The plasticizer of the present invention is selected from the group consisting of sorbitol hexapropionate, xylitol pentaacetate, xylitol pentapropionate, triacetin, polyester succinate (example) Such as Resoflex® 804), butyl sulfonamide, camphor, 2,2,4-trimethyl-1,3-pentanediol diisobutyrate, polyester adipate (eg Resoflex® 296 or Paraplex® G-50), epoxidized octyl talate (eg Drapex® 4.4), polyethylene glycol (eg PEG 400 or 600) and tris(ethylene glycol) bis(2-ethylhexanoate). These plasticizers are commercially available.

The amount of plasticizer in the composition can vary depending on the particular plasticizer used, the annealing conditions employed, and the desired _Rth value. Generally, the plasticizer may be present in an amount ranging from 5 wt% to 15 wt%, based on the total weight of the film. The plasticizer may also be present in an amount from 5% by weight to 10% by weight or from 10% by weight to 15% by weight.

In addition to the plasticizer, the film of the present invention may also contain additives such as stabilizers, UV absorbers, anti-caking agents, slip additives, lubricants, pinning agents, dyes, pigments, delayed modification. Agent, matting agent, mold release agent, etc.

The invention also provides a method of making a film. The method comprises the steps of: (a) forming a dopant comprising: (i) cellulose triacetate having a degree of substitution of ethylene (DS _{ethyl thiol} ) of from 2.8 to 2.95; (ii) a plasticizer. Selected from the following groups: sorbitol hexapropionate, xylitol pentaacetate, xylitol pentapropionate, triacetin, polyester succinate, butyl sulfonamide, camphor, 2 , 2,4-trimethyl-1,3-pentanediol diisobutyrate, polyester adipate, octyl epoxidized octyl ester, polyethylene glycol, tris(ethylene glycol) bis ( 2-ethylhexanoate) and mixtures thereof; and (iii) a solvent; (b) casting the dopant onto a surface to form a wet film; (c) evaporating at least a portion of the solvent from the wet film to form a dry And (d) annealing the dry film at a temperature of from 100 ° C to 140 ° C for at least 60 minutes to form a final film.

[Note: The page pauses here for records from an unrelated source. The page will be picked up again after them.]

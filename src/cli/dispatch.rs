//! Command dispatch.
//!
//! A line is `[count] [-]verb args...`: an optional repetition count, an
//! optional `-` forcing the verb, then its arguments. Positions are bare
//! line numbers or `(lower,upper)` ranges with either bound optional.

use super::lexer::{tokenize, Token};
use super::CliError;
use crate::models::range::{LineRange, Target};
use crate::session::Session;
use crate::store::{LabelSource, MoveOutcome};

/// Position argument of `line` that means one past the last line.
const APPEND: &str = "$";

#[derive(Debug, Clone, Copy, PartialEq, Eq)]
pub enum Verb {
    Insert,
    Delete,
    Rename,
    Move,
    Swap,
    Goto,
    Undo,
    Redo,
    Status,
    Info,
    List,
    Cd,
    Quit,
}

impl Verb {
    pub fn from_name(name: &str) -> Option<Self> {
        let verb = match name.to_ascii_lowercase().as_str() {
            "l" | "line" | "i" | "insert" => Verb::Insert,
            "d" | "delete" => Verb::Delete,
            "c" | "change" | "rename" => Verb::Rename,
            "m" | "move" => Verb::Move,
            "x" | "swap" => Verb::Swap,
            "g" | "goto" | "cursor" => Verb::Goto,
            "u" | "undo" => Verb::Undo,
            "r" | "redo" => Verb::Redo,
            "s" | "status" => Verb::Status,
            "info" => Verb::Info,
            "ls" => Verb::List,
            "cd" => Verb::Cd,
            "q" | "quit" | "exit" => Verb::Quit,
            _ => return None,
        };
        Some(verb)
    }

    pub fn name(&self) -> &'static str {
        match self {
            Verb::Insert => "line",
            Verb::Delete => "delete",
            Verb::Rename => "change",
            Verb::Move => "move",
            Verb::Swap => "swap",
            Verb::Goto => "goto",
            Verb::Undo => "undo",
            Verb::Redo => "redo",
            Verb::Status => "status",
            Verb::Info => "info",
            Verb::List => "ls",
            Verb::Cd => "cd",
            Verb::Quit => "quit",
        }
    }

    pub fn usage(&self) -> &'static str {
        match self {
            Verb::Insert => "line [\"label\"] [position|$]  (default: cursor; $ appends)",
            Verb::Delete => "[-]delete [position|(lower,upper)]",
            Verb::Rename => "change \"label\"|<line> [position|(lower,upper)]",
            Verb::Move => "move <position|(lower,upper)> <target>",
            Verb::Swap => "swap <line> <line>",
            Verb::Goto => "goto <position>",
            Verb::Undo => "undo",
            Verb::Redo => "redo",
            Verb::Status => "status",
            Verb::Info => "info <line>",
            Verb::List => "ls",
            Verb::Cd => "cd <line>|..",
            Verb::Quit => "quit",
        }
    }
}

#[derive(Debug, Clone, PartialEq, Eq)]
pub struct Request {
    pub repeat: usize,
    pub force: bool,
    pub verb: Verb,
    pub args: Vec<Token>,
}

#[derive(Debug, Clone, PartialEq, Eq)]
pub enum Outcome {
    /// Lines to print.
    Continue(Vec<String>),
    Quit,
}

/// `None` for a blank line.
pub fn parse(line: &str) -> Result<Option<Request>, CliError> {
    let mut tokens = tokenize(line)?.into_iter().peekable();

    let mut repeat = 1;
    if let Some(first) = tokens.peek() {
        if first.is_integer() {
            repeat = first
                .text
                .parse()
                .map_err(|_| CliError::UnknownCommand(first.text.clone()))?;
            tokens.next();
        }
    }

    let Some(head) = tokens.next() else {
        return Ok(None);
    };
    let (force, name) = match head.text.strip_prefix('-') {
        Some(rest) => (true, rest),
        None => (false, head.text.as_str()),
    };
    let verb = Verb::from_name(name).ok_or_else(|| CliError::UnknownCommand(head.text.clone()))?;

    Ok(Some(Request {
        repeat,
        force,
        verb,
        args: tokens.collect(),
    }))
}

/// Runs `request` `repeat` times. `confirm` is asked before a move that
/// would have to create blank lines.
pub fn execute(
    session: &mut Session,
    request: &Request,
    confirm: &mut dyn FnMut(&str) -> bool,
) -> Result<Outcome, CliError> {
    let mut output = Vec::new();
    for _ in 0..request.repeat {
        if request.verb == Verb::Quit {
            return Ok(Outcome::Quit);
        }
        run_once(session, request, confirm, &mut output)?;
    }
    Ok(Outcome::Continue(output))
}

fn run_once(
    session: &mut Session,
    request: &Request,
    confirm: &mut dyn FnMut(&str) -> bool,
    output: &mut Vec<String>,
) -> Result<(), CliError> {
    let verb = request.verb;
    let args = request.args.as_slice();
    let usage = || CliError::Usage(verb.usage());

    match verb {
        Verb::Insert => {
            if args.len() > 2 {
                return Err(usage());
            }
            let label = args.first().map(|t| t.text.as_str());
            let at = match args.get(1) {
                Some(token) if !token.quoted && token.text == APPEND => Some(session.count()? + 1),
                Some(token) => Some(position(token, verb)?),
                None => None,
            };
            session.insert(label, at)?;
        }
        Verb::Delete => {
            if args.len() > 1 {
                return Err(usage());
            }
            let target = optional_range(session, args.first())?;
            session.delete(target, request.force)?;
        }
        Verb::Rename => {
            let (source, rest) = args.split_first().ok_or_else(usage)?;
            if rest.len() > 1 {
                return Err(usage());
            }
            let source = if source.is_integer() {
                LabelSource::Line(position(source, verb)?)
            } else {
                LabelSource::Text(source.text.as_str().into())
            };
            let target = optional_range(session, rest.first())?;
            session.rename(&source, target)?;
        }
        Verb::Move => {
            let [range, to] = args else {
                return Err(usage());
            };
            let count = session.count()?;
            let range = Target::parse(&range.text, count)?.into_range();
            let to = position(to, verb)?;

            if let MoveOutcome::NeedsConfirmation { count, required } =
                session.move_lines(range, to, false)?
            {
                let question = format!(
                    "Line {} does not exist ({} lines). Create blank lines up to it? y/n: ",
                    required, count
                );
                if confirm(&question) {
                    session.move_lines(range, to, true)?;
                } else {
                    output.push("Move cancelled".to_string());
                }
            }
        }
        Verb::Swap => {
            let [a, b] = args else {
                return Err(usage());
            };
            session.swap(position(a, verb)?, position(b, verb)?)?;
        }
        Verb::Goto => {
            let [line] = args else {
                return Err(usage());
            };
            session.set_cursor(position(line, verb)?)?;
        }
        Verb::Undo => session.undo()?,
        Verb::Redo => session.redo()?,
        Verb::Status => {
            output.push(format!("Number of lines: {}", session.count()?));
            output.push(format!("Cursor: {}", session.cursor()));
        }
        Verb::Info => {
            let [line] = args else {
                return Err(usage());
            };
            let info = session.info(position(line, verb)?)?;
            output.push(format!("Text: {}", info.label));
            output.push(format!("Lines: {}", info.children));
        }
        Verb::List => {
            let cursor = session.cursor();
            for entry in session.entries()? {
                let marker = if entry.key == cursor { '>' } else { ' ' };
                output.push(format!("{} {} {}", marker, entry.key, entry.label));
            }
        }
        Verb::Cd => {
            let [target] = args else {
                return Err(usage());
            };
            if target.text == ".." {
                session.leave();
            } else {
                session.enter(position(target, verb)?)?;
            }
        }
        Verb::Quit => {}
    }
    Ok(())
}

fn position(token: &Token, verb: Verb) -> Result<usize, CliError> {
    if !token.is_integer() {
        return Err(CliError::Usage(verb.usage()));
    }
    token
        .text
        .parse()
        .map_err(|_| CliError::Usage(verb.usage()))
}

fn optional_range(session: &mut Session, token: Option<&Token>) -> Result<Option<LineRange>, CliError> {
    let Some(token) = token else {
        return Ok(None);
    };
    let count = session.count()?;
    Ok(Some(Target::parse(&token.text, count)?.into_range()))
}

#[cfg(test)]
#[path = "../../tests/unit/cli/dispatch.rs"]
mod tests;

The final film comprises from 5% by weight to 15% by weight, based on the total weight of the film, of a plasticizer.

When measured at a wavelength of 589 nm and normalized to a film thickness of 60 μm or less, the optical retardation value (R _th ) of the final film in the thickness direction is also -15 nm to +15 nm.

The CTA, plasticizer and solvent can be combined in any manner to form a dopant. For example, CTA and plasticizer can be combined together and then added to the solvent. Alternatively, CTA and a plasticizer may be added to the solvent individually. After combining the components, the mixture should be thoroughly mixed to ensure substantially uniform casting of the dopant.

The solvent in which the CTA and the plasticizer are mixed is not particularly limited. It may be suitable for preparing a dopant to form any liquid of the CTA film by casting. Typical solvents include dichloromethane and alcohol. One such solvent is a 85/15 vol% mixture of dichloromethane and methanol or ethanol.

The resulting dopant can be cast onto a typical solvent casting apparatus such as a casting belt, a casting drum or a moving plastic film to form a wet film. The surfaces of the casting belt and the drum are usually made of stainless steel or chrome-plated steel. The surface of the moving plastic film can be made of PTFE or deuterated PET.

After casting, the wet film is subjected to an evaporation step to remove at least a portion of the solvent To the dry film. The dry film may have a residual solvent content of from 1% by weight to 50% by weight. In some embodiments, the residual solvent content can range from 3% to 40% by weight. In other embodiments, the residual solvent content of the dry film can range from 3% to 6% by weight.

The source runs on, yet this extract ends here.